• Problem statement: Where does the word "candidate" appear in the data? Copy every line that holds it.

-- Opening Marker --

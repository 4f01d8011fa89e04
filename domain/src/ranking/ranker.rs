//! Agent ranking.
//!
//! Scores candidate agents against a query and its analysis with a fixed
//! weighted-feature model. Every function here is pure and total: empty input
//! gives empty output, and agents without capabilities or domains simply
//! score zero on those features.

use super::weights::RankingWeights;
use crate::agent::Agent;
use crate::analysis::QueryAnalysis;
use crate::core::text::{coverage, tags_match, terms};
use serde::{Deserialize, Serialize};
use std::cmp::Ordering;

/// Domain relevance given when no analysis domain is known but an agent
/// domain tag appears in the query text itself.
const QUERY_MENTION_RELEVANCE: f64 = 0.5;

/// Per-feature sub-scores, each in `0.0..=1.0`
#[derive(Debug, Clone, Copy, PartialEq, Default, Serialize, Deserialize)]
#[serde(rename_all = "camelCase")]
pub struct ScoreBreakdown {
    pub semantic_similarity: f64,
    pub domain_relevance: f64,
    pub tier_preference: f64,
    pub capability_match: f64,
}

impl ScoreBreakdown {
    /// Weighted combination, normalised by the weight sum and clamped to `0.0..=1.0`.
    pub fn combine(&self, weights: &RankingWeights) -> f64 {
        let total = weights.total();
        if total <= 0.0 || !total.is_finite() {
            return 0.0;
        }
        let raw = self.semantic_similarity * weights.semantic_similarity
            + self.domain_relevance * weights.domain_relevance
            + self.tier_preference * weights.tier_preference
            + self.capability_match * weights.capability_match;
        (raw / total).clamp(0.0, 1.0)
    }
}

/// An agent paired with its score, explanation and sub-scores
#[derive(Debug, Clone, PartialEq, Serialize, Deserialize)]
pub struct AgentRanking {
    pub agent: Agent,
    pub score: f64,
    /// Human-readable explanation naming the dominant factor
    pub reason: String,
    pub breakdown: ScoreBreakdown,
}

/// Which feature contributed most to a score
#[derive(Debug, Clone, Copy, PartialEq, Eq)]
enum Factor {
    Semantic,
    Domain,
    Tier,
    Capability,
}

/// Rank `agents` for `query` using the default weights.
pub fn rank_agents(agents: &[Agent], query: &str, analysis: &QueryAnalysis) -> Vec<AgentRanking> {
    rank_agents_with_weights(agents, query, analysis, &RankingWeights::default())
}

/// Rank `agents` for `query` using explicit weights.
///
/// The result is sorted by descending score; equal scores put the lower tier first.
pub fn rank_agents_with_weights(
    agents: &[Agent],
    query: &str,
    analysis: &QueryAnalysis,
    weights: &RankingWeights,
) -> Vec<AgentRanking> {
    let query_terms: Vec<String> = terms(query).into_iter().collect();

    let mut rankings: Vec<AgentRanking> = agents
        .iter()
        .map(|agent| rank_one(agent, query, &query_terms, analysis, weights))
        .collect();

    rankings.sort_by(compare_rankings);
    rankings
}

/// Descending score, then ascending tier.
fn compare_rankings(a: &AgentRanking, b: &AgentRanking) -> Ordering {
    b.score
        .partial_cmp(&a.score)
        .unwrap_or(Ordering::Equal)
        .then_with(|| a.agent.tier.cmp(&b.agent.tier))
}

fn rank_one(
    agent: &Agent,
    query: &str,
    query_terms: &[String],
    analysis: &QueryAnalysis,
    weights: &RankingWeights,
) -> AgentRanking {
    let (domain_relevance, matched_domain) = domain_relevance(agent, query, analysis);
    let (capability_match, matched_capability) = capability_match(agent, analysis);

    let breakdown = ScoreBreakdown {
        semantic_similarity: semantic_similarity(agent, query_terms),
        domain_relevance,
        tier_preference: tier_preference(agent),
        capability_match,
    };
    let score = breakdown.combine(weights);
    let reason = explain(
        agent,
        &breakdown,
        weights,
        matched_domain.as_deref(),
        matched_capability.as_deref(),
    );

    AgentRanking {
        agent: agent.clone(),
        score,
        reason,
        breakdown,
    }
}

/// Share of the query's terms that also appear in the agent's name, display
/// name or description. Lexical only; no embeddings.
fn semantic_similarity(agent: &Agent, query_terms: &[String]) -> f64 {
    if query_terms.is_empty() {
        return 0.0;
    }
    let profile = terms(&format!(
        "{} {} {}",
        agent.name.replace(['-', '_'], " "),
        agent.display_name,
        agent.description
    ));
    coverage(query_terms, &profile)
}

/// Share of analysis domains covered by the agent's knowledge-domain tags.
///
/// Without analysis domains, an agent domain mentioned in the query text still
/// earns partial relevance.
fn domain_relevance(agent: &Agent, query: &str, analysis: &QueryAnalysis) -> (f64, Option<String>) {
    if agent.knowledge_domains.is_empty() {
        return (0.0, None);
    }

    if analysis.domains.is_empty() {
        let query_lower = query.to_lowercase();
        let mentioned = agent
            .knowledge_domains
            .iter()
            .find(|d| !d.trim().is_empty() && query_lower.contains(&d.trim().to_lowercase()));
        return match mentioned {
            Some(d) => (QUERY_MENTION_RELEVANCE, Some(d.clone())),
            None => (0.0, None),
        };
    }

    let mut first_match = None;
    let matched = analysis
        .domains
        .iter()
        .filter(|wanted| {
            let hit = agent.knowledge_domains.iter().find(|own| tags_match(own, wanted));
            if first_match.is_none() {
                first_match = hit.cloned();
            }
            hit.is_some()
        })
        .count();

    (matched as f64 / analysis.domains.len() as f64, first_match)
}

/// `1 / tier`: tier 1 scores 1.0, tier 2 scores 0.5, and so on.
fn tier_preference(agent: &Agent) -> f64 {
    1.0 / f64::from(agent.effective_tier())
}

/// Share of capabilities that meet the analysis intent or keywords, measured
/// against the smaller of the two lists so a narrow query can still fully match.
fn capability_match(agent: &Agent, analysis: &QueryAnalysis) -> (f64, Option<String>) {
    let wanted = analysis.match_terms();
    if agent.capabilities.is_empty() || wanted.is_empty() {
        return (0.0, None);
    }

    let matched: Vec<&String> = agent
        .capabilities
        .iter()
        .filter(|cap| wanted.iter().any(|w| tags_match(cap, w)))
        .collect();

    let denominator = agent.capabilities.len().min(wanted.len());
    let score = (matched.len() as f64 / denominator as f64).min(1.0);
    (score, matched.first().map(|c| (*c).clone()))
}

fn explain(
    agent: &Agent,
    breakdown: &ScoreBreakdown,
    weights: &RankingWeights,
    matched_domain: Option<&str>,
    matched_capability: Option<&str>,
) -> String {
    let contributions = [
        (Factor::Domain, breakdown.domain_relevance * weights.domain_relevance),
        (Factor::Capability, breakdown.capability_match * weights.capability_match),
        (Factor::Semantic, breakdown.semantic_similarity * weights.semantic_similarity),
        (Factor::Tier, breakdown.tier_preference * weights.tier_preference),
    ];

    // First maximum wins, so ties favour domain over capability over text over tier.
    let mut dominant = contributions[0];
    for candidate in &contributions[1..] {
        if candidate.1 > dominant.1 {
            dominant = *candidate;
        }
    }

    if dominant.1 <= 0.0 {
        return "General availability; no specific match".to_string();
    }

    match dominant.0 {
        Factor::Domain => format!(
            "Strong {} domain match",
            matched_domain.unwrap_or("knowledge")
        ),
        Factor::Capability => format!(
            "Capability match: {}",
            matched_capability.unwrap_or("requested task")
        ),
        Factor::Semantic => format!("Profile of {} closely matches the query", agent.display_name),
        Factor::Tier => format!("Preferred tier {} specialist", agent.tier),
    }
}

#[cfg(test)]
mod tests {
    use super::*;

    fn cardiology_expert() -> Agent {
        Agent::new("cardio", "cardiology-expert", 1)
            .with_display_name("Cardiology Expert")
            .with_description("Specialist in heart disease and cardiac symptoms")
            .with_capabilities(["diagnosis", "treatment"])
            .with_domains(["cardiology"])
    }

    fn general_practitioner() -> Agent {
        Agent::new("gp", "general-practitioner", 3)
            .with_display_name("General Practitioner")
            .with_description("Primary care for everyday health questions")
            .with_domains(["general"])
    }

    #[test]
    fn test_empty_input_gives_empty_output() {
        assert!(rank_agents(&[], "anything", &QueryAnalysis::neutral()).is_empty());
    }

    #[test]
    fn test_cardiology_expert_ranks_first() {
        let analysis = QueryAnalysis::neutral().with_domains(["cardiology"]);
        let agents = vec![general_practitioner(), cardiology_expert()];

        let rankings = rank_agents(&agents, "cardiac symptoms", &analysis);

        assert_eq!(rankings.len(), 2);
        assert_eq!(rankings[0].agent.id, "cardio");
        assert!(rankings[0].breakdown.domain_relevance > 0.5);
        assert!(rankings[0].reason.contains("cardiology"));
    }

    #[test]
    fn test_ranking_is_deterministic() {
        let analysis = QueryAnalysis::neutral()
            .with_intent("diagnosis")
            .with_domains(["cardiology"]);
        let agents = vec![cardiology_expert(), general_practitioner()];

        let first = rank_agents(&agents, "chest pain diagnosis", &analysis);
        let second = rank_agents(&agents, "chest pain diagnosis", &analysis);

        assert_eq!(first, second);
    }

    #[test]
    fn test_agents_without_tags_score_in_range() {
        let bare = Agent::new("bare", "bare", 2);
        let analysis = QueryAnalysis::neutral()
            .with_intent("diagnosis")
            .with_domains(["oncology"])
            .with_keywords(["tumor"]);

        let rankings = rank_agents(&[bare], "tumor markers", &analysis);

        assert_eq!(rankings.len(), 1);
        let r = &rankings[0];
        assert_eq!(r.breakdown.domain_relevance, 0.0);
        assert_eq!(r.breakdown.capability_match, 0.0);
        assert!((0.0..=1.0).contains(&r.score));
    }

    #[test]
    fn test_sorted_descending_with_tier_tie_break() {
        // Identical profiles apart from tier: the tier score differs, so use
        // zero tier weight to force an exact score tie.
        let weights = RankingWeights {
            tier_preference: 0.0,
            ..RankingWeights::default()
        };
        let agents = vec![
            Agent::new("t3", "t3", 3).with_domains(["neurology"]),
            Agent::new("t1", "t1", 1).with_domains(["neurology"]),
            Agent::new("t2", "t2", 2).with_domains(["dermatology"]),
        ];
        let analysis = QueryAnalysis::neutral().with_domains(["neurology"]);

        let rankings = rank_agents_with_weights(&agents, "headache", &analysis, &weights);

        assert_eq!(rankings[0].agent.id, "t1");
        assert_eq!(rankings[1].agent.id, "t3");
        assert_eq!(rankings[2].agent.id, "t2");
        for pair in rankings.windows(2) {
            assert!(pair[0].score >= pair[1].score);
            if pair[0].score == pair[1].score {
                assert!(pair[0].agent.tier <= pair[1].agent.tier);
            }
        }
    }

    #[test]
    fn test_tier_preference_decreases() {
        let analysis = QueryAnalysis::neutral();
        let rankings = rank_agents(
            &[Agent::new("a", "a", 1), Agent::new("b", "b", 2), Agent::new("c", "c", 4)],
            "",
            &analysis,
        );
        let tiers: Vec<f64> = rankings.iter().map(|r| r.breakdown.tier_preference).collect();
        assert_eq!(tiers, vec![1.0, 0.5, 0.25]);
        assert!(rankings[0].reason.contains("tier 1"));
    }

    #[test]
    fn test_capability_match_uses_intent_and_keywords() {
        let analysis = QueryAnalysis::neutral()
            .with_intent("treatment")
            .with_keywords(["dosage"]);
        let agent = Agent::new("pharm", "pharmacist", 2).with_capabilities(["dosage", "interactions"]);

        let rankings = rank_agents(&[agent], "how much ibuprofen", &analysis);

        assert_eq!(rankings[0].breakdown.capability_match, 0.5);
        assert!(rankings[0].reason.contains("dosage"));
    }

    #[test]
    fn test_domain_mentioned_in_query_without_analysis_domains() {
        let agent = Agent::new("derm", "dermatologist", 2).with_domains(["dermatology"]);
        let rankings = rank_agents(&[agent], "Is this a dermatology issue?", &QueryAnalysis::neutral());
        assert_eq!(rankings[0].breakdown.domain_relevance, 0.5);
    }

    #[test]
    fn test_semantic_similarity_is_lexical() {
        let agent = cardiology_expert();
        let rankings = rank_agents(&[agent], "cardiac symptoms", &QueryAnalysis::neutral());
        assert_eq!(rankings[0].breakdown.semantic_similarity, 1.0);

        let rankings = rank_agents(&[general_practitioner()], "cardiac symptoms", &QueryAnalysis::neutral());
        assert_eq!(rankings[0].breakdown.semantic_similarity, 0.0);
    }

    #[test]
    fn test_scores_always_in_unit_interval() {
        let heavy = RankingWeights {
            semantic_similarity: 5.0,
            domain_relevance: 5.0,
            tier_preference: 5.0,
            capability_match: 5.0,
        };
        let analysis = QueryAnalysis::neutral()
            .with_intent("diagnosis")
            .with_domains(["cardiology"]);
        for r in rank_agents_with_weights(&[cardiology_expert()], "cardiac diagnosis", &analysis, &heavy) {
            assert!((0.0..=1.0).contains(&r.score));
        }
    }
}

-- Closing Marker --

• Solution:
//! Scores candidate agents against a query and its analysis with a fixed
    for candidate in &contributions[1..] {
        if candidate.1 > dominant.1 {
            dominant = *candidate;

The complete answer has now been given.